A Superb Original Koto Samurai Katana, Circa 500 Years Old & Relatively Untouched Since Its Arrival In England in 1876. All Original Edo Koshirae {Sword Mounts and Fittings}. A Beautiful Blade in Near Pristine Condition with a Fine Suguha Hamon
Any visitor to our gallery-shop will know we are packed to the gunnels, from floor to ceiling, with thousands upon thousands of beautiful original antique or ancient historical pieces. In reality, probably the largest concentration of intriguing, original and wonderful stock, of its kind, within any shop in the whole of Europe.

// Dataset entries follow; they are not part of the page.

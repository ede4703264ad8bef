use prometheus::{Encoder, Registry, TextEncoder};
use rand::Rng;

/// A service-specific set of Prometheus collectors living in its own registry.
pub trait TelemetryMetrics: Clone + Send + Sync + 'static {
    fn registry(&self) -> &Registry;

    fn metrics(&self) -> Option<Self>;

    /// Encode everything in [`TelemetryMetrics::registry`] in the text format.
    fn gather_metrics(&self) -> String {
        let mut buffer = Vec::new();
        if let Err(e) =
            TextEncoder::new().encode(&self.registry().gather(), &mut buffer)
        {
            tracing::error!("could not encode service metrics: {}", e);
            return String::default();
        }

        String::from_utf8(buffer).unwrap_or_else(|e| {
            tracing::error!("service metrics could not be from_utf8'd: {}", e);
            String::default()
        })
    }

    /// A lowercase prefix so several registries can live in one process.
    fn generate_random_prefix() -> String
    where
        Self: Sized,
    {
        let mut rng = rand::rng();
        (0..8).map(|_| rng.random_range(b'a'..=b'z') as char).collect()
    }
}
use axum::extract::State;
use axum::http::{StatusCode, header};
use axum::response::IntoResponse;
use prometheus::{IntCounter, IntCounterVec, Opts, Registry};
use telemetry::metrics::TelemetryMetrics;

use crate::AppState;

/// Service counters. They live in the service's own registry so several
/// instances can coexist in one process.
#[derive(Clone)]
pub struct ServerMetrics {
    pub registry: Registry,

    pub request_errors: IntCounterVec,
    pub readings_submitted: IntCounter,
    pub users_registered: IntCounter,
    pub logins: IntCounterVec,
}

impl TelemetryMetrics for ServerMetrics {
    fn registry(&self) -> &Registry {
        &self.registry
    }

    fn metrics(&self) -> Option<Self> {
        Some(self.clone())
    }
}

impl ServerMetrics {
    pub fn new_with_random_prefix() -> anyhow::Result<Self> {
        ServerMetrics::new(Some(ServerMetrics::generate_random_prefix()))
    }

    pub fn new(prefix: Option<String>) -> anyhow::Result<Self> {
        let registry = Registry::new_custom(prefix, None)?;

        let request_errors = IntCounterVec::new(
            Opts::new(
                "request_errors",
                "A metric counting request errors by handler and error code",
            ),
            &["handler", "error_code"],
        )?;
        let readings_submitted = IntCounter::new(
            "readings_submitted",
            "Meter readings stored through the API",
        )?;
        let users_registered =
            IntCounter::new("users_registered", "Users created through /register")?;
        let logins = IntCounterVec::new(
            Opts::new("logins", "Form login attempts by outcome"),
            &["outcome"],
        )?;

        registry.register(Box::new(request_errors.clone()))?;
        registry.register(Box::new(readings_submitted.clone()))?;
        registry.register(Box::new(users_registered.clone()))?;
        registry.register(Box::new(logins.clone()))?;

        Ok(Self {
            registry,
            request_errors,
            readings_submitted,
            users_registered,
            logins,
        })
    }

    pub fn record_error(&self, handler: &str, error_code: &str) {
        self.request_errors
            .with_label_values(&[handler, error_code])
            .inc();
    }
}

pub async fn handler(State(state): State<AppState>) -> impl IntoResponse {
    (
        StatusCode::OK,
        [(header::CONTENT_TYPE, "text/plain; charset=utf-8")],
        state.telemetry.get_metrics(),
    )
}
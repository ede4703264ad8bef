use std::time::Duration;

use axum::http::{HeaderMap, header};
use uuid::Uuid;

pub const SESSION_COOKIE: &str = "SESSION";

/// Finds the session id in any `Cookie` header. Malformed ids are ignored.
pub fn session_id_from_headers(headers: &HeaderMap) -> Option<Uuid> {
    headers
        .get_all(header::COOKIE)
        .iter()
        .filter_map(|value| value.to_str().ok())
        .flat_map(|value| value.split(';'))
        .filter_map(|pair| pair.trim().split_once('='))
        .find(|(name, _)| *name == SESSION_COOKIE)
        .and_then(|(_, value)| Uuid::parse_str(value.trim()).ok())
}

pub fn session_cookie(session_id: Uuid, ttl: Duration) -> String {
    format!(
        "{SESSION_COOKIE}={session_id}; Path=/; HttpOnly; SameSite=Lax; Max-Age={}",
        ttl.as_secs()
    )
}

pub fn expired_session_cookie() -> String {
    format!("{SESSION_COOKIE}=; Path=/; HttpOnly; SameSite=Lax; Max-Age=0")
}
//! Linear undo/redo history of full document snapshots.
//!
//! Each snapshot holds a copy of every layer. Layer surfaces are reference
//! counted, so a snapshot only owns new pixels for layers that changed since
//! the previous one.

use crate::layer::{Layer, LayerId};
use crate::stack::Document;
use std::collections::VecDeque;
use std::time::SystemTime;

/// Category of a history entry, used for presentation.
#[derive(Debug, Clone, Copy, PartialEq, Eq)]
pub enum HistoryIcon {
    Image,
    Layer,
    Delete,
    Resolution,
    Opacity,
    Clear,
    Move,
    Crop,
    CropAll,
    Text,
    Overlay,
    Rotate,
    Flip,
}

impl HistoryIcon {
    /// Glyph shown next to the entry label.
    pub fn glyph(&self) -> &'static str {
        match self {
            HistoryIcon::Image => "🖼️",
            HistoryIcon::Layer => "📄",
            HistoryIcon::Delete => "🗑️",
            HistoryIcon::Resolution => "📐",
            HistoryIcon::Opacity => "🌓",
            HistoryIcon::Clear => "🧹",
            HistoryIcon::Move => "✋",
            HistoryIcon::Crop => "✂️",
            HistoryIcon::CropAll => "🔲",
            HistoryIcon::Text => "📝",
            HistoryIcon::Overlay => "🎴",
            HistoryIcon::Rotate => "🔄",
            HistoryIcon::Flip => "↔️",
        }
    }
}

/// Immutable copy of the document at one point in time.
#[derive(Debug, Clone)]
pub struct HistorySnapshot {
    pub action: String,
    pub icon: HistoryIcon,
    pub timestamp: SystemTime,
    pub canvas_width: u32,
    pub canvas_height: u32,
    pub selected: Option<LayerId>,
    pub layers: Vec<Layer>,
}

impl HistorySnapshot {
    fn capture(action: impl Into<String>, icon: HistoryIcon, doc: &Document) -> Self {
        Self {
            action: action.into(),
            icon,
            timestamp: SystemTime::now(),
            canvas_width: doc.canvas_width,
            canvas_height: doc.canvas_height,
            selected: doc.layers.selected_id(),
            layers: doc.layers.layers().to_vec(),
        }
    }

    fn apply(&self, doc: &mut Document) {
        doc.canvas_width = self.canvas_width;
        doc.canvas_height = self.canvas_height;
        doc.layers.replace(self.layers.clone(), self.selected);
    }
}

/// Bounded linear history with a movable "present".
#[derive(Debug, Clone)]
pub struct HistoryStore {
    entries: VecDeque<HistorySnapshot>,
    current: Option<usize>,
    capacity: usize,
}

impl HistoryStore {
    pub fn new(capacity: usize) -> Self {
        Self {
            entries: VecDeque::new(),
            current: None,
            capacity: capacity.max(1),
        }
    }

    pub fn len(&self) -> usize {
        self.entries.len()
    }

    pub fn is_empty(&self) -> bool {
        self.entries.is_empty()
    }

    pub fn capacity(&self) -> usize {
        self.capacity
    }

    pub fn current_index(&self) -> Option<usize> {
        self.current
    }

    pub fn get(&self, index: usize) -> Option<&HistorySnapshot> {
        self.entries.get(index)
    }

    pub fn entries(&self) -> impl Iterator<Item = &HistorySnapshot> {
        self.entries.iter()
    }

    /// Whether the entry at `index` lies in the undone future.
    pub fn is_undone(&self, index: usize) -> bool {
        self.current.is_some_and(|current| index > current)
    }

    pub fn can_undo(&self) -> bool {
        self.current.is_some_and(|current| current > 0)
    }

    pub fn can_redo(&self) -> bool {
        self.current.is_some_and(|current| current + 1 < self.entries.len())
    }

    /// Record the current document state as a new entry.
    ///
    /// Any undone future is discarded first. When over capacity the oldest
    /// entry is evicted.
    pub fn record(&mut self, action: impl Into<String>, icon: HistoryIcon, doc: &Document) {
        let keep = self.current.map_or(0, |current| current + 1);
        self.entries.truncate(keep);

        let snapshot = HistorySnapshot::capture(action, icon, doc);
        log::debug!("History: {} ({} layers)", snapshot.action, snapshot.layers.len());
        self.entries.push_back(snapshot);

        while self.entries.len() > self.capacity {
            self.entries.pop_front();
        }
        self.current = Some(self.entries.len() - 1);
    }

    /// Jump to `index`, discarding every entry after it.
    ///
    /// Returns false (and changes nothing) if `index` is out of range.
    pub fn restore(&mut self, index: usize, doc: &mut Document) -> bool {
        if !self.seek(index, doc) {
            return false;
        }
        self.entries.truncate(index + 1);
        log::info!("Restored history entry {}", index);
        true
    }

    /// Move the present to `index` without discarding the future.
    pub fn seek(&mut self, index: usize, doc: &mut Document) -> bool {
        let Some(snapshot) = self.entries.get(index) else {
            return false;
        };
        snapshot.apply(doc);
        self.current = Some(index);
        true
    }

    /// Step back one entry. Returns false if there is nothing to undo.
    pub fn undo(&mut self, doc: &mut Document) -> bool {
        match self.current {
            Some(current) if current > 0 => self.seek(current - 1, doc),
            _ => false,
        }
    }

    /// Step forward one entry. Returns false if there is nothing to redo.
    pub fn redo(&mut self, doc: &mut Document) -> bool {
        match self.current {
            Some(current) => self.seek(current + 1, doc),
            None => false,
        }
    }

    /// Drop all entries and start over from the current layers with the
    /// canvas back at its original size. Returns false, changing nothing,
    /// when there is at most one entry.
    pub fn clear(&mut self, label: &str, doc: &mut Document) -> bool {
        if self.entries.len() <= 1 {
            return false;
        }
        doc.canvas_width = doc.original_width;
        doc.canvas_height = doc.original_height;
        self.entries.clear();
        self.current = None;
        self.record(label, HistoryIcon::Clear, doc);
        log::info!("History cleared");
        true
    }

    /// Drop all entries without recording anything.
    pub fn reset(&mut self) {
        self.entries.clear();
        self.current = None;
    }
}

impl Default for HistoryStore {
    fn default() -> Self {
        Self::new(crate::config::DEFAULT_MAX_HISTORY)
    }
}

#[cfg(test)]
mod tests {
    use super::*;
    use crate::layer::LayerKind;
    use crate::surface::Surface;

    fn doc_with_layer() -> Document {
        let mut doc = Document::new(100, 100);
        doc.layers.add_layer("Base", LayerKind::Image, Surface::allocate(10, 10));
        doc
    }

    #[test]
    fn test_record_sets_current() {
        let doc = doc_with_layer();
        let mut history = HistoryStore::new(30);
        history.record("Load image", HistoryIcon::Image, &doc);
        history.record("Move layer", HistoryIcon::Move, &doc);
        assert_eq!(history.len(), 2);
        assert_eq!(history.current_index(), Some(1));
        assert!(history.can_undo());
        assert!(!history.can_redo());
    }

    #[test]
    fn test_record_truncates_future() {
        let mut doc = doc_with_layer();
        let mut history = HistoryStore::new(30);
        for i in 0..5 {
            history.record(format!("Action {i}"), HistoryIcon::Move, &doc);
        }
        assert!(history.seek(1, &mut doc));
        history.record("New", HistoryIcon::Move, &doc);
        // old current index + 2
        assert_eq!(history.len(), 3);
        assert_eq!(history.get(2).unwrap().action, "New");
    }

    #[test]
    fn test_capacity_eviction() {
        let doc = doc_with_layer();
        let mut history = HistoryStore::new(3);
        for i in 0..5 {
            history.record(format!("Action {i}"), HistoryIcon::Move, &doc);
        }
        let labels: Vec<&str> = history.entries().map(|e| e.action.as_str()).collect();
        assert_eq!(labels, vec!["Action 2", "Action 3", "Action 4"]);
        assert_eq!(history.current_index(), Some(2));
    }

    #[test]
    fn test_restore_out_of_range_is_ignored() {
        let mut doc = doc_with_layer();
        let mut history = HistoryStore::new(30);
        history.record("Load image", HistoryIcon::Image, &doc);
        assert!(!history.restore(4, &mut doc));
        assert_eq!(history.len(), 1);
        assert_eq!(history.current_index(), Some(0));
    }

    #[test]
    fn test_restore_truncates_and_applies() {
        let mut doc = doc_with_layer();
        let mut history = HistoryStore::new(30);
        history.record("Load image", HistoryIcon::Image, &doc);
        doc.canvas_width = 450;
        doc.layers.add_layer("Second", LayerKind::Image, Surface::allocate(5, 5));
        history.record("Resolution", HistoryIcon::Resolution, &doc);

        assert!(history.restore(0, &mut doc));
        assert_eq!(history.len(), 1);
        assert_eq!(doc.canvas_width, 100);
        assert_eq!(doc.layers.len(), 1);
        // id counter stays ahead of the discarded layer
        assert_eq!(doc.layers.next_id(), 3);
    }

    #[test]
    fn test_undo_redo_keep_future() {
        let mut doc = doc_with_layer();
        let mut history = HistoryStore::new(30);
        history.record("Load image", HistoryIcon::Image, &doc);
        doc.layers.selected_mut().unwrap().x = 42;
        history.record("Move layer", HistoryIcon::Move, &doc);

        assert!(history.undo(&mut doc));
        assert_eq!(doc.layers.selected().unwrap().x, 0);
        assert!(history.is_undone(1));
        assert!(history.redo(&mut doc));
        assert_eq!(doc.layers.selected().unwrap().x, 42);
        assert!(!history.redo(&mut doc));
    }

    #[test]
    fn test_snapshots_share_untouched_pixels() {
        let mut doc = doc_with_layer();
        let mut history = HistoryStore::new(30);
        history.record("Load image", HistoryIcon::Image, &doc);
        doc.layers.selected_mut().unwrap().x = 5;
        history.record("Move layer", HistoryIcon::Move, &doc);

        let a = &history.get(0).unwrap().layers[0];
        let b = &history.get(1).unwrap().layers[0];
        assert!(a.surface().shares_pixels(b.surface()));
    }

    #[test]
    fn test_clear_resets_canvas() {
        let mut doc = doc_with_layer();
        let mut history = HistoryStore::new(30);
        history.record("Load image", HistoryIcon::Image, &doc);
        doc.canvas_width = 1600;
        doc.canvas_height = 500;
        history.record("Resolution", HistoryIcon::Resolution, &doc);

        assert!(history.clear("History cleared", &mut doc));
        assert_eq!(history.len(), 1);
        assert_eq!((doc.canvas_width, doc.canvas_height), (100, 100));
        assert_eq!(history.get(0).unwrap().canvas_width, 100);
    }

    #[test]
    fn test_clear_ignored_with_single_entry() {
        let mut doc = doc_with_layer();
        let mut history = HistoryStore::new(30);
        assert!(!history.clear("History cleared", &mut doc));
        assert!(history.is_empty());

        history.record("Load image", HistoryIcon::Image, &doc);
        doc.canvas_width = 640;
        assert!(!history.clear("History cleared", &mut doc));
        assert_eq!(history.get(0).unwrap().action, "Load image");
        assert_eq!(doc.canvas_width, 640);
    }
}
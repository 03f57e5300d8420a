//! Snap-to-guide alignment for moving layers.
//!
//! A moving layer's center is compared against a list of candidate lines per
//! axis: the canvas edges and center, then the centers of other visible
//! layers. The first candidate within the threshold wins.

use crate::config::DEFAULT_SNAP_THRESHOLD;
use crate::layer::LayerId;
use crate::stack::LayerStack;
use kurbo::{Point, Size, Vec2};

/// Orientation of a guide line.
#[derive(Debug, Clone, Copy, PartialEq, Eq)]
pub enum GuideAxis {
    /// A vertical line at a fixed x.
    Vertical,
    /// A horizontal line at a fixed y.
    Horizontal,
}

/// What a snap candidate was derived from.
#[derive(Debug, Clone, Copy, PartialEq, Eq)]
pub enum SnapTargetKind {
    CanvasEdge,
    CanvasCenter,
    LayerCenter,
}

/// A guide line to display while dragging.
#[derive(Debug, Clone, Copy, PartialEq)]
pub struct SnapGuide {
    pub axis: GuideAxis,
    /// Document-space coordinate of the line.
    pub position: f64,
    pub kind: SnapTargetKind,
}

/// Result of a snap computation.
#[derive(Debug, Clone, PartialEq)]
pub struct SnapResult {
    /// Corrected top-left position.
    pub position: Point,
    /// At most one guide per axis.
    pub guides: Vec<SnapGuide>,
}

impl SnapResult {
    pub fn none(position: Point) -> Self {
        Self {
            position,
            guides: Vec::new(),
        }
    }

    pub fn is_snapped(&self) -> bool {
        !self.guides.is_empty()
    }
}

#[derive(Debug, Clone, Copy, PartialEq)]
struct Candidate {
    value: f64,
    kind: SnapTargetKind,
}

/// Computes snapped positions against the canvas and other layers.
#[derive(Debug, Clone, Copy, PartialEq)]
pub struct SnapEngine {
    /// Distance in interaction pixels, compared strictly.
    pub threshold: f64,
}

impl Default for SnapEngine {
    fn default() -> Self {
        Self {
            threshold: DEFAULT_SNAP_THRESHOLD,
        }
    }
}

impl SnapEngine {
    pub fn new(threshold: f64) -> Self {
        Self { threshold }
    }

    /// Snap a `size` box at `position`, both in document space.
    ///
    /// `scale` is document units per interaction unit (see
    /// [`CoordinateMapper::scale`](crate::mapper::CoordinateMapper::scale)),
    /// so the threshold holds steady on screen at any zoom. `moving` is
    /// excluded from the layer candidates, as are hidden layers.
    pub fn compute(
        &self,
        position: Point,
        size: Size,
        canvas: Size,
        scale: Vec2,
        layers: &LayerStack,
        moving: Option<LayerId>,
    ) -> SnapResult {
        let mut xs = canvas_candidates(canvas.width);
        let mut ys = canvas_candidates(canvas.height);
        for layer in layers.layers() {
            if Some(layer.id()) == moving || !layer.visible {
                continue;
            }
            let center = layer.center();
            xs.push(Candidate {
                value: center.x,
                kind: SnapTargetKind::LayerCenter,
            });
            ys.push(Candidate {
                value: center.y,
                kind: SnapTargetKind::LayerCenter,
            });
        }

        let mut result = SnapResult::none(position);
        if let Some(hit) = self.first_within(position.x + size.width / 2.0, self.threshold * scale.x, &xs) {
            result.position.x = hit.value - size.width / 2.0;
            result.guides.push(SnapGuide {
                axis: GuideAxis::Vertical,
                position: hit.value,
                kind: hit.kind,
            });
        }
        if let Some(hit) = self.first_within(position.y + size.height / 2.0, self.threshold * scale.y, &ys) {
            result.position.y = hit.value - size.height / 2.0;
            result.guides.push(SnapGuide {
                axis: GuideAxis::Horizontal,
                position: hit.value,
                kind: hit.kind,
            });
        }
        result
    }

    fn first_within(&self, center: f64, tolerance: f64, candidates: &[Candidate]) -> Option<Candidate> {
        candidates
            .iter()
            .find(|c| (center - c.value).abs() < tolerance)
            .copied()
    }
}

fn canvas_candidates(extent: f64) -> Vec<Candidate> {
    vec![
        Candidate {
            value: 0.0,
            kind: SnapTargetKind::CanvasEdge,
        },
        Candidate {
            value: extent / 2.0,
            kind: SnapTargetKind::CanvasCenter,
        },
        Candidate {
            value: extent,
            kind: SnapTargetKind::CanvasEdge,
        },
    ]
}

This is a wonderful original samurai sword, with a beautiful 500 year old blade, that has lain untouched for over around 150 years. it's tsuka-ito was poorly perished so we have just expertly rebound with traditional, finest Japanese, indigo blue silk ito in the workshop, so it now looks just as it did in the 1870's, when it came to England, after the Satsuma rebellion in Japan. It has all its original mountings, of Edo period fuchigashira, fittings and tsuba, a pair of copper dragon form menuki, on the original giant rayskin {samegawa}, and its original, Edo period {1599 to 1868} saya, with its original black urushi ishime lacquer.
The fuchi is shakudo on a nanako ground, with a pure gold onlaid long armed monkey, attempting to grasp the reflection of the moon in a river from the boughs of a tree. This imagery is derived from a popular Buddhist story that warns how the spiritually unenlightened cannot distinguish between reality and illusion. The kashira is a tettsu ground decorated with a takebori relief samurai's tobacco pouch, inro, and netsuke, with gold and silver highlights. The tsuba is very nice indeed, in tettsu, o-sukashi form, and signed.
The name katana derives from two old Japanese written characters or symbols: kata, meaning side, and na, or edge. Thus a katana is a single-edged sword that has had few rivals in the annals of war, either in the East or the West. Because the sword was the main battle weapon of Japan's knightly man-at-arms (although spears and bows were also carried), an entire martial art grew up around learning how to use it. This was kenjutsu, the art of sword fighting, or kendo in its modern, non-warlike incarnation. The importance of studying kenjutsu and the other martial arts such as kyujutsu, the art of the bow, was so critical to the samurai, a very real matter of life or death, that Miyamoto Musashi, most renowned of all swordsmen, warned in his classic The Book of Five Rings: The science of martial arts for warriors requires construction of various weapons and understanding the properties of the weapons. A member of a warrior family who does not learn to use weapons and understand the specific advantages of each weapon would seem to be somewhat uncultivated. This fine samurai sword, like all true and original samurai swords, would have been the prize possession of every samurai that owned it. It would most likely have cost more than his home, and would certainly have been more important.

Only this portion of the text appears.